The Legacy Page 36
‘Yes.’
‘Then how do you explain that Elísa’s neighbours saw your car driving past?’ The man corrected himself. ‘No, you were parked outside.’ He blew out, looking concerned. ‘It just doesn’t sound plausible that you and your friends decided to see where she lived after the business with the ID numbers.’

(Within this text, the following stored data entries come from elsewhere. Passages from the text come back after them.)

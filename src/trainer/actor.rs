//! Single-owner task around [`IncrementalTrainer`].
//!
//! Handlers clone a [`TrainerHandle`] and send commands over a bounded mpsc
//! channel; the task applies them one at a time and answers on a oneshot.
//! Forward and backward passes are CPU-bound, so the loop lives on the
//! blocking pool rather than a runtime worker. Dropping every handle ends it.

use tokio::sync::{mpsc, oneshot};
use tokio::task::JoinHandle;
use tracing::{debug, info};

use super::{IncrementalTrainer, TrainError, TrainOutcome, TrainSummary, TrainerStats};
use crate::trace::Trace;

enum Command {
    Train {
        trace: Box<Trace>,
        reply: oneshot::Sender<Result<TrainOutcome, TrainError>>,
    },
    TrainMany {
        traces: Vec<Trace>,
        reply: oneshot::Sender<TrainSummary>,
    },
    Score {
        trace: Box<Trace>,
        reply: oneshot::Sender<Result<f32, TrainError>>,
    },
    Stats {
        reply: oneshot::Sender<TrainerStats>,
    },
    Reset {
        reply: oneshot::Sender<()>,
    },
}

#[derive(Clone)]
pub struct TrainerHandle {
    tx: mpsc::Sender<Command>,
}

impl TrainerHandle {
    /// Move `trainer` onto a blocking thread. `queue` bounds the pending
    /// commands. Must be called from within a tokio runtime.
    pub fn spawn(trainer: IncrementalTrainer, queue: usize) -> (Self, JoinHandle<()>) {
        let (tx, rx) = mpsc::channel(queue.max(1));
        let task = tokio::task::spawn_blocking(move || run(trainer, rx));
        (Self { tx }, task)
    }

    pub async fn train(&self, trace: Trace) -> Result<TrainOutcome, TrainError> {
        let (reply, rx) = oneshot::channel();
        self.send(Command::Train {
            trace: Box::new(trace),
            reply,
        })
        .await?;
        rx.await.map_err(|_| TrainError::Unavailable)?
    }

    pub async fn train_many(&self, traces: Vec<Trace>) -> Result<TrainSummary, TrainError> {
        let (reply, rx) = oneshot::channel();
        self.send(Command::TrainMany { traces, reply }).await?;
        rx.await.map_err(|_| TrainError::Unavailable)
    }

    pub async fn score(&self, trace: Trace) -> Result<f32, TrainError> {
        let (reply, rx) = oneshot::channel();
        self.send(Command::Score {
            trace: Box::new(trace),
            reply,
        })
        .await?;
        rx.await.map_err(|_| TrainError::Unavailable)?
    }

    pub async fn stats(&self) -> Result<TrainerStats, TrainError> {
        let (reply, rx) = oneshot::channel();
        self.send(Command::Stats { reply }).await?;
        rx.await.map_err(|_| TrainError::Unavailable)
    }

    pub async fn reset(&self) -> Result<(), TrainError> {
        let (reply, rx) = oneshot::channel();
        self.send(Command::Reset { reply }).await?;
        rx.await.map_err(|_| TrainError::Unavailable)
    }

    async fn send(&self, command: Command) -> Result<(), TrainError> {
        self.tx
            .send(command)
            .await
            .map_err(|_| TrainError::Unavailable)
    }
}

fn run(mut trainer: IncrementalTrainer, mut rx: mpsc::Receiver<Command>) {
    info!(parameters = trainer.parameter_count(), "trainer task started");

    // A dropped reply receiver just means the caller stopped waiting.
    while let Some(command) = rx.blocking_recv() {
        match command {
            Command::Train { trace, reply } => {
                let _ = reply.send(trainer.train_one(&trace));
            }
            Command::TrainMany { traces, reply } => {
                let _ = reply.send(trainer.train_many(&traces));
            }
            Command::Score { trace, reply } => {
                let _ = reply.send(trainer.score_one(&trace));
            }
            Command::Stats { reply } => {
                let _ = reply.send(trainer.stats());
            }
            Command::Reset { reply } => {
                trainer.reset();
                info!("trainer reset");
                let _ = reply.send(());
            }
        }
    }

    debug!("all trainer handles dropped; trainer task exiting");
}
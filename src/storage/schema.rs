//! Database schema and migrations.

use anyhow::Result;
use rusqlite::Connection;

/// Run all pending migrations.
pub fn migrate(conn: &Connection) -> Result<()> {
    conn.execute_batch(
        "CREATE TABLE IF NOT EXISTS schema_version (
            version INTEGER PRIMARY KEY,
            applied_at TEXT NOT NULL DEFAULT (datetime('now'))
        );

        CREATE TABLE IF NOT EXISTS traces (
            id INTEGER PRIMARY KEY,
            ingest_id TEXT NOT NULL,
            ip_source TEXT NOT NULL,
            ip_destination TEXT NOT NULL,
            is_anomaly INTEGER NOT NULL DEFAULT 0,
            flow_time TEXT NOT NULL DEFAULT '',
            labels_json TEXT NOT NULL,
            created_at TEXT NOT NULL DEFAULT (datetime('now'))
        );

        CREATE INDEX IF NOT EXISTS idx_traces_created ON traces(created_at);
        CREATE INDEX IF NOT EXISTS idx_traces_ingest ON traces(ingest_id);
        CREATE INDEX IF NOT EXISTS idx_traces_ip_source ON traces(ip_source);",
    )?;

    // Migration: scores were added after the first schema.
    let has_score: i32 = conn
        .query_row(
            "SELECT count(*) FROM pragma_table_info('traces') WHERE name='anomaly_probability'",
            [],
            |row| row.get(0),
        )
        .unwrap_or(0);

    if has_score == 0 {
        conn.execute("ALTER TABLE traces ADD COLUMN anomaly_probability REAL", [])?;
    }

    Ok(())
}

#[cfg(test)]
mod tests {
    use super::*;

    #[test]
    fn test_migrate_creates_tables() {
        let conn = Connection::open_in_memory().unwrap();
        migrate(&conn).unwrap();

        let count: i64 = conn
            .query_row("SELECT COUNT(*) FROM traces", [], |row| row.get(0))
            .unwrap();
        assert_eq!(count, 0);

        let scored: i64 = conn
            .query_row(
                "SELECT COUNT(*) FROM traces WHERE anomaly_probability IS NULL",
                [],
                |row| row.get(0),
            )
            .unwrap();
        assert_eq!(scored, 0);
    }

    #[test]
    fn test_migrate_is_idempotent() {
        let conn = Connection::open_in_memory().unwrap();
        migrate(&conn).unwrap();
        migrate(&conn).unwrap(); // Should not error
    }
}
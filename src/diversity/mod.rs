//! Port-diversity index for batch scoring.
//!
//! For each flow at time `t` from source IP `ip`, look at every flow from the
//! same `ip` with a timestamp in `(t - window, t]` and divide the number of
//! distinct destination ports by the number of flows. A port scan pushes this
//! towards 1; steady traffic to one service stays near `1 / n`.
//!
//! Rows are partitioned by a hash of the source IP so that one IP never spans
//! two partitions, and partitions run on a dedicated rayon pool.

use std::collections::hash_map::DefaultHasher;
use std::collections::HashMap;
use std::hash::{Hash, Hasher};
use std::time::Duration;

use chrono::{DateTime, NaiveDateTime, Utc};
use rayon::prelude::*;
use thiserror::Error;
use tracing::debug;

use crate::trace::Trace;

pub const DEFAULT_WINDOW: Duration = Duration::from_secs(10);

#[derive(Debug, Clone, PartialEq, Eq, Error)]
pub enum DiversityError {
    #[error("row {row}: cannot parse timestamp {value:?}")]
    InvalidTimestamp { row: usize, value: String },

    #[error("failed to start diversity worker pool: {0}")]
    WorkerPool(String),
}

/// Diversity value for one input row.
#[derive(Debug, Clone, Copy, PartialEq)]
pub struct DiversityRow {
    /// Position of the row in the input slice.
    pub row: usize,
    pub diversity_index: f32,
}

#[derive(Debug, Clone)]
pub struct DiversityPreprocessor {
    window: Duration,
    workers: usize,
}

impl Default for DiversityPreprocessor {
    fn default() -> Self {
        Self::new(DEFAULT_WINDOW, 0)
    }
}

impl DiversityPreprocessor {
    /// `workers == 0` uses one worker per available CPU.
    pub fn new(window: Duration, workers: usize) -> Self {
        let workers = if workers == 0 {
            std::thread::available_parallelism()
                .map(|n| n.get())
                .unwrap_or(1)
        } else {
            workers
        };
        Self { window, workers }
    }

    pub fn workers(&self) -> usize {
        self.workers
    }

    /// Diversity value for every row. Output order across partitions is not
    /// meaningful; use [`DiversityRow::row`] or [`Self::compute_ordered`].
    ///
    /// Any unparseable timestamp fails the whole computation.
    pub fn compute(&self, traces: &[Trace]) -> Result<Vec<DiversityRow>, DiversityError> {
        if traces.is_empty() {
            return Ok(Vec::new());
        }
        let partitions = self.workers.min(traces.len()).max(1);

        let mut buckets: Vec<Vec<usize>> = vec![Vec::new(); partitions];
        for (row, trace) in traces.iter().enumerate() {
            buckets[partition_of(&trace.ip_source, partitions)].push(row);
        }

        let pool = rayon::ThreadPoolBuilder::new()
            .num_threads(partitions)
            .thread_name(|i| format!("diversity-{i}"))
            .build()
            .map_err(|e| DiversityError::WorkerPool(e.to_string()))?;

        let window = i64::try_from(self.window.as_micros())
            .unwrap_or(i64::MAX)
            .max(1);
        let results: Vec<Vec<DiversityRow>> = pool.install(|| {
            buckets
                .par_iter()
                .map(|rows| process_partition(traces, rows, window))
                .collect::<Result<_, _>>()
        })?;

        debug!(rows = traces.len(), partitions, "computed diversity index");
        Ok(results.into_iter().flatten().collect())
    }

    /// Like [`Self::compute`], with values in input row order.
    pub fn compute_ordered(&self, traces: &[Trace]) -> Result<Vec<f32>, DiversityError> {
        let mut values = vec![0.0; traces.len()];
        for r in self.compute(traces)? {
            values[r.row] = r.diversity_index;
        }
        Ok(values)
    }
}

fn partition_of(ip: &str, partitions: usize) -> usize {
    let mut hasher = DefaultHasher::new();
    ip.hash(&mut hasher);
    (hasher.finish() % partitions as u64) as usize
}

fn process_partition(
    traces: &[Trace],
    rows: &[usize],
    window_micros: i64,
) -> Result<Vec<DiversityRow>, DiversityError> {
    let mut by_ip: HashMap<&str, Vec<(i64, usize)>> = HashMap::new();
    for &row in rows {
        let trace = &traces[row];
        let ts = parse_timestamp(&trace.timestamp).ok_or_else(|| {
            DiversityError::InvalidTimestamp {
                row,
                value: trace.timestamp.clone(),
            }
        })?;
        by_ip
            .entry(trace.ip_source.as_str())
            .or_default()
            .push((ts.timestamp_micros(), row));
    }

    let mut out = Vec::with_capacity(rows.len());
    for group in by_ip.values_mut() {
        group.sort_unstable();
        sliding_window(traces, group, window_micros, &mut out);
    }
    Ok(out)
}

/// Two-pointer sweep over one IP's rows, sorted by (timestamp, row).
fn sliding_window(
    traces: &[Trace],
    group: &[(i64, usize)],
    window_micros: i64,
    out: &mut Vec<DiversityRow>,
) {
    let port = |i: usize| traces[group[i].1].labels.destination_port_label.as_str();
    let mut counts: HashMap<&str, usize> = HashMap::new();
    let mut start = 0;

    for end in 0..group.len() {
        *counts.entry(port(end)).or_default() += 1;

        let lower = group[end].0.saturating_sub(window_micros);
        while group[start].0 <= lower {
            let p = port(start);
            if let Some(n) = counts.get_mut(p) {
                *n -= 1;
                if *n == 0 {
                    counts.remove(p);
                }
            }
            start += 1;
        }

        let size = end - start + 1;
        out.push(DiversityRow {
            row: group[end].1,
            diversity_index: counts.len() as f32 / size as f32,
        });
    }
}

/// RFC 3339 first (what Cilium emits), then naive ISO-8601 taken as UTC.
pub fn parse_timestamp(value: &str) -> Option<DateTime<Utc>> {
    let value = value.trim();
    if let Ok(ts) = DateTime::parse_from_rfc3339(value) {
        return Some(ts.with_timezone(&Utc));
    }
    ["%Y-%m-%dT%H:%M:%S%.f", "%Y-%m-%d %H:%M:%S%.f"]
        .iter()
        .find_map(|fmt| NaiveDateTime::parse_from_str(value, fmt).ok())
        .map(|naive| naive.and_utc())
}

#[cfg(test)]
mod tests {
    use super::*;
    use crate::trace::TraceLabels;

    fn flow(ip: &str, secs: u32, port: &str) -> Trace {
        Trace {
            ip_source: ip.into(),
            ip_destination: "10.0.0.100".into(),
            timestamp: format!("2024-05-01T12:00:{secs:02}Z"),
            labels: TraceLabels {
                destination_port_label: port.into(),
                ..Default::default()
            },
            ..Default::default()
        }
    }

    #[test]
    fn test_port_scan_scores_high() {
        let traces: Vec<Trace> = (0..5)
            .map(|i| flow("10.0.0.66", i, &(20 + i).to_string()))
            .collect();
        let values = DiversityPreprocessor::new(DEFAULT_WINDOW, 2)
            .compute_ordered(&traces)
            .unwrap();
        assert!(values.iter().all(|&v| v == 1.0));
    }

    #[test]
    fn test_repeated_port_scores_low() {
        let traces: Vec<Trace> = (0..4).map(|i| flow("10.0.0.5", i, "443")).collect();
        let values = DiversityPreprocessor::new(DEFAULT_WINDOW, 1)
            .compute_ordered(&traces)
            .unwrap();
        assert_eq!(values, vec![1.0, 0.5, 1.0 / 3.0, 0.25]);
    }

    #[test]
    fn test_window_excludes_old_rows() {
        // 0s and 10s: the first falls out of (0, 10].
        let traces = vec![flow("10.0.0.5", 0, "22"), flow("10.0.0.5", 10, "22")];
        let values = DiversityPreprocessor::new(DEFAULT_WINDOW, 1)
            .compute_ordered(&traces)
            .unwrap();
        assert_eq!(values, vec![1.0, 1.0]);
    }

    #[test]
    fn test_ips_are_independent() {
        let traces = vec![
            flow("10.0.0.1", 0, "80"),
            flow("10.0.0.2", 1, "80"),
            flow("10.0.0.1", 2, "80"),
            flow("10.0.0.2", 3, "81"),
        ];
        let values = DiversityPreprocessor::new(DEFAULT_WINDOW, 4)
            .compute_ordered(&traces)
            .unwrap();
        assert_eq!(values, vec![1.0, 1.0, 0.5, 1.0]);
    }

    #[test]
    fn test_unsorted_input_uses_time_order() {
        let traces = vec![flow("10.0.0.1", 5, "81"), flow("10.0.0.1", 1, "80")];
        let rows = DiversityPreprocessor::new(DEFAULT_WINDOW, 1).compute(&traces).unwrap();
        let later = rows.iter().find(|r| r.row == 0).unwrap();
        assert_eq!(later.diversity_index, 1.0);
        assert_eq!(rows.len(), 2);
    }

    #[test]
    fn test_bad_timestamp_fails_everything() {
        let mut traces: Vec<Trace> = (0..6).map(|i| flow(&format!("10.0.0.{i}"), i, "80")).collect();
        traces[3].timestamp = "yesterday".into();
        let err = DiversityPreprocessor::new(DEFAULT_WINDOW, 3)
            .compute(&traces)
            .unwrap_err();
        assert_eq!(
            err,
            DiversityError::InvalidTimestamp {
                row: 3,
                value: "yesterday".into()
            }
        );
    }

    #[test]
    fn test_parse_timestamp_formats() {
        assert!(parse_timestamp("2024-05-01T12:00:00.123456789Z").is_some());
        assert!(parse_timestamp("2024-05-01T12:00:00+02:00").is_some());
        assert!(parse_timestamp("2024-05-01 12:00:00").is_some());
        assert!(parse_timestamp("").is_none());
    }
}
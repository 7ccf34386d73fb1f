//! API route definitions.

use axum::body::Bytes;
use axum::extract::{Query, State};
use axum::http::StatusCode;
use axum::routing::{get, post};
use axum::{Json, Router};
use serde::Deserialize;
use serde_json::{json, Value};
use tracing::{info, warn};

use super::ingest;
use super::state::AppState;
use crate::batch::{self, BatchClassifier};
use crate::storage;
use crate::trace::extract_traces;

const DEFAULT_TRACE_LIMIT: usize = 100;
const MAX_TRACE_LIMIT: usize = 1000;
/// Flows from the last export that `/v1/infer` classifies.
const MAX_INFER_FLOWS: usize = 100;

type ApiError = (StatusCode, Json<Value>);

/// Read-side API under `/api/v1`.
pub fn api_routes() -> Router<AppState> {
    Router::new()
        .route("/health", get(health))
        .route("/traces", get(list_traces))
        .route("/model/stats", get(model_stats))
        .route("/model/reset", post(model_reset))
}

/// OTLP/HTTP receiver paths, mounted at the root like a collector.
pub fn otlp_routes() -> Router<AppState> {
    Router::new()
        .route("/v1/traces", post(receive_traces))
        .route("/v1/trace-example", get(trace_example))
        .route("/v1/infer", get(infer))
        .route("/v1/metrics", post(receive_metrics))
        .route("/v1/logs", post(receive_logs))
}

fn meta() -> Value {
    json!({
        "timestamp": chrono::Utc::now().to_rfc3339(),
        "version": env!("CARGO_PKG_VERSION")
    })
}

async fn health() -> Json<Value> {
    Json(json!({
        "data": {
            "status": "ok",
            "version": env!("CARGO_PKG_VERSION")
        },
        "meta": meta()
    }))
}

/// Acknowledge at once; parsing, storage and training happen in the
/// background and never fail the request.
async fn receive_traces(State(state): State<AppState>, body: Bytes) -> Json<Value> {
    tokio::spawn(ingest::process_export(state, body));
    Json(json!({ "status": "received" }))
}

async fn trace_example(State(state): State<AppState>) -> Json<Value> {
    let last = state.last_payload.read().await.clone();
    match last {
        Some(payload) => Json(payload),
        None => Json(json!({ "data": null, "meta": { "message": "no traces received yet" } })),
    }
}

/// Metrics and logs are acknowledged and counted, not stored.
async fn receive_metrics(body: Bytes) -> Result<Json<Value>, ApiError> {
    acknowledge_signal(&body, "resourceMetrics")
}

async fn receive_logs(body: Bytes) -> Result<Json<Value>, ApiError> {
    acknowledge_signal(&body, "resourceLogs")
}

fn acknowledge_signal(body: &[u8], key: &str) -> Result<Json<Value>, ApiError> {
    let payload: Value = serde_json::from_slice(body).map_err(|e| {
        warn!(signal = key, error = %e, "rejecting export that is not valid JSON");
        error_response(StatusCode::BAD_REQUEST, &format!("invalid OTLP JSON: {e}"))
    })?;
    let resources = payload.get(key).and_then(Value::as_array).map_or(0, Vec::len);
    info!(signal = key, resources, "received export");
    Ok(Json(json!({ "status": "received" })))
}

/// Fit the batch classifier on the flows of the last trace export and
/// return its predictions.
async fn infer(State(state): State<AppState>) -> Result<Json<Value>, ApiError> {
    let Some(payload) = state.last_payload.read().await.clone() else {
        return Err(error_response(StatusCode::NOT_FOUND, "no traces received yet"));
    };
    let config = state.config.clone();

    let result = tokio::task::spawn_blocking(move || {
        let mut traces = extract_traces(&payload);
        traces.truncate(MAX_INFER_FLOWS);
        let dataset = batch::preprocess(&traces, &config.batch)?;
        let mut classifier = BatchClassifier::from_config(&config);
        let report = classifier.fit(&dataset)?;
        let predictions = classifier.predict(&dataset)?;
        let accuracy = batch::accuracy(&predictions, &dataset.labels);
        Ok::<_, batch::BatchError>(json!({
            "predictions": predictions,
            "accuracy": accuracy,
            "fit": report,
        }))
    })
    .await;

    match result {
        Ok(Ok(data)) => Ok(Json(json!({ "data": data, "meta": meta() }))),
        Ok(Err(e)) => {
            warn!(error = %e, "inference on last export failed");
            Err(error_response(StatusCode::UNPROCESSABLE_ENTITY, &e.to_string()))
        }
        Err(e) => {
            warn!(error = %e, "inference task failed");
            Err(internal_error("inference failed"))
        }
    }
}

#[derive(Debug, Deserialize)]
struct TraceQuery {
    limit: Option<usize>,
}

async fn list_traces(
    State(state): State<AppState>,
    Query(query): Query<TraceQuery>,
) -> Result<Json<Value>, ApiError> {
    let limit = query.limit.unwrap_or(DEFAULT_TRACE_LIMIT).min(MAX_TRACE_LIMIT);
    let pool = state.pool.clone();

    let result = tokio::task::spawn_blocking(move || {
        let traces = storage::recent_traces(&pool, limit)?;
        let total = storage::count_traces(&pool)?;
        anyhow::Ok((traces, total))
    })
    .await;

    match result {
        Ok(Ok((traces, total))) => Ok(Json(json!({
            "data": traces,
            "meta": { "total": total, "limit": limit }
        }))),
        Ok(Err(e)) => {
            warn!(error = %e, "failed to read traces");
            Err(internal_error("failed to read traces"))
        }
        Err(e) => {
            warn!(error = %e, "trace query task failed");
            Err(internal_error("failed to read traces"))
        }
    }
}

async fn model_stats(
    State(state): State<AppState>,
) -> Result<Json<Value>, ApiError> {
    match state.trainer.stats().await {
        Ok(stats) => Ok(Json(json!({ "data": stats, "meta": meta() }))),
        Err(e) => {
            warn!(error = %e, "trainer stats unavailable");
            Err(error_response(StatusCode::SERVICE_UNAVAILABLE, &e.to_string()))
        }
    }
}

/// Start the online model over. Also clears a poisoned trainer.
async fn model_reset(State(state): State<AppState>) -> Result<Json<Value>, ApiError> {
    let reset = async {
        state.trainer.reset().await?;
        state.trainer.stats().await
    };
    match reset.await {
        Ok(stats) => {
            info!("online model reset");
            Ok(Json(json!({ "data": stats, "meta": meta() })))
        }
        Err(e) => {
            warn!(error = %e, "trainer reset failed");
            Err(error_response(StatusCode::SERVICE_UNAVAILABLE, &e.to_string()))
        }
    }
}

fn internal_error(message: &str) -> ApiError {
    error_response(StatusCode::INTERNAL_SERVER_ERROR, message)
}

fn error_response(status: StatusCode, message: &str) -> ApiError {
    (status, Json(json!({ "error": message })))
}
use crate::domain::ports::NoiseSource;
use rand::rngs::StdRng;
use rand::{Rng, SeedableRng};
use std::sync::Mutex;

/// Unseeded source backed by the thread-local generator.
#[derive(Debug, Clone, Copy, Default)]
pub struct ThreadRngNoise;

impl NoiseSource for ThreadRngNoise {
    fn next_unit(&self) -> f64 {
        rand::rng().random::<f64>()
    }
}

/// Reproducible source: the same seed yields the same sequence of draws.
pub struct SeededNoise {
    rng: Mutex<StdRng>,
}

impl SeededNoise {
    pub fn new(seed: u64) -> Self {
        Self {
            rng: Mutex::new(StdRng::seed_from_u64(seed)),
        }
    }
}

impl NoiseSource for SeededNoise {
    fn next_unit(&self) -> f64 {
        // A poisoned lock still holds a usable generator
        let mut rng = self
            .rng
            .lock()
            .unwrap_or_else(|poisoned| poisoned.into_inner());
        rng.random::<f64>()
    }
}

/// Returns the same draw every time, for exact-value tests.
#[derive(Debug, Clone, Copy)]
pub struct FixedNoise {
    value: f64,
}

impl FixedNoise {
    /// Clamps `value` into `[0, 1)`; NaN becomes 0.
    pub fn new(value: f64) -> Self {
        let value = if value.is_nan() {
            0.0
        } else {
            value.clamp(0.0, 1.0 - f64::EPSILON)
        };
        Self { value }
    }

    /// Draw of 0.5: no price perturbation, mid-range confidence.
    pub fn midpoint() -> Self {
        Self::new(0.5)
    }
}

impl NoiseSource for FixedNoise {
    fn next_unit(&self) -> f64 {
        self.value
    }
}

‘Börkur. Börkur can back me up.’
‘Börkur, yes. He’d better have his story straight because you’re relying on him to back you up on rather a lot of things.’ The lawyer attempted to lighten the atmosphere. ‘Still, could be worse. Sometimes people have no one at all to back them up. Though I have to say I’ve never come across such a bizarre case. It makes everything I previously thought odd look positively normal in comparison.’
Karl behaved as if he hadn’t heard. Idle comments like this were a waste of time.
The man didn’t seem to mind Karl’s lack of response. ‘We haven’t discussed whether you’ve ever suffered from delusions.’ He fixed Karl with a stare and waited.
‘No, never.’
‘Nothing in your childhood or maybe even recently that you might not have realised was a delusion – just thought was a bit strange?’
‘No.’
‘Nothing in connection with drugs that you didn’t want to mention in front of the police?’
‘No.’
‘No one’s interested in nailing you for drugs – this is far more serious than a trivial offence like that.’ He gave Karl a searching look but Karl’s expression didn’t change. Any movement was beyond him now. The lawyer shrugged. ‘What about your family history? Has anyone in your family suffered from delusions or paranoia? That could be to our advantage.’
‘I don’t know.’
‘Nothing you remember?’
‘I’m adopted. I’ve never met any of my relatives.’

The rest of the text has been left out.